WHAT THE TASK ASKS
Check every line in the records below for the word "crate" and report how many have it, nothing more.

RECORDS PROVIDED
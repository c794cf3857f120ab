use async_trait::async_trait;
use reqwest::{header, Client};
use serde::de::DeserializeOwned;
use serde_json::{json, Value};
use std::time::Duration;

use crate::config::{Config, PipelineConfig};
use crate::error::{truncate_body, Error, Result};
use crate::models::{BoardSnapshot, GraphQLResponse};
use crate::monday::paginator::Paginator;
use crate::monday::source::BoardSource;

pub struct MondayClient {
    client: Client,
    api_url: String,
    timeout: Duration,
}

impl MondayClient {
    pub fn new(config: &Config) -> Result<Self> {
        if config.api_token.trim().is_empty() {
            return Err(Error::Auth("board API token is empty".to_string()));
        }

        let mut auth = header::HeaderValue::from_str(config.api_token.trim())?;
        auth.set_sensitive(true);

        let mut headers = header::HeaderMap::new();
        headers.insert(header::AUTHORIZATION, auth);
        headers.insert(
            "api-version",
            header::HeaderValue::from_str(&config.api_version)?,
        );
        headers.insert(
            header::USER_AGENT,
            header::HeaderValue::from_static("boardreport/0.1"),
        );

        let client = Client::builder()
            .default_headers(headers)
            .timeout(config.request_timeout)
            .build()?;

        Ok(Self {
            client,
            api_url: config.api_url.clone(),
            timeout: config.request_timeout,
        })
    }

    /// Runs one GraphQL query and returns its `data` member.
    pub async fn query<T: DeserializeOwned>(&self, query: &str, variables: Value) -> Result<T> {
        let response = self
            .client
            .post(&self.api_url)
            .json(&json!({ "query": query, "variables": variables }))
            .send()
            .await
            .map_err(|e| self.transport_error(e))?;

        let status = response.status();
        if !status.is_success() {
            let body = response.text().await.unwrap_or_default();
            return Err(Error::BoardApi(format!(
                "HTTP {} - {}",
                status,
                truncate_body(&body)
            )));
        }

        let body = response.text().await.map_err(|e| self.transport_error(e))?;

        let envelope: GraphQLResponse<T> = serde_json::from_str(&body).map_err(|e| {
            Error::ParseError(format!("{} in body: {}", e, truncate_body(&body)))
        })?;

        if !envelope.errors.is_empty() {
            let messages: Vec<_> = envelope.errors.into_iter().map(|e| e.message).collect();
            return Err(Error::BoardApi(truncate_body(&messages.join("; "))));
        }
        if let Some(message) = envelope.error_message {
            return Err(Error::BoardApi(truncate_body(&message)));
        }

        envelope
            .data
            .ok_or_else(|| Error::ParseError("response has no data member".to_string()))
    }

    fn transport_error(&self, err: reqwest::Error) -> Error {
        if err.is_timeout() {
            Error::Timeout(self.timeout)
        } else {
            Error::Network(err)
        }
    }

    pub fn api_url(&self) -> &str {
        &self.api_url
    }
}

#[async_trait]
impl BoardSource for MondayClient {
    async fn fetch_board(&self, config: &PipelineConfig) -> Result<BoardSnapshot> {
        tracing::info!("Reading board: id={}", config.board_id);
        Paginator::new(self)
            .fetch_all(
                &config.board_id,
                &config.status_column_id,
                config.page_size,
                config.max_items,
            )
            .await
    }

    fn name(&self) -> &str {
        "monday.com"
    }
}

THE ANSWER
5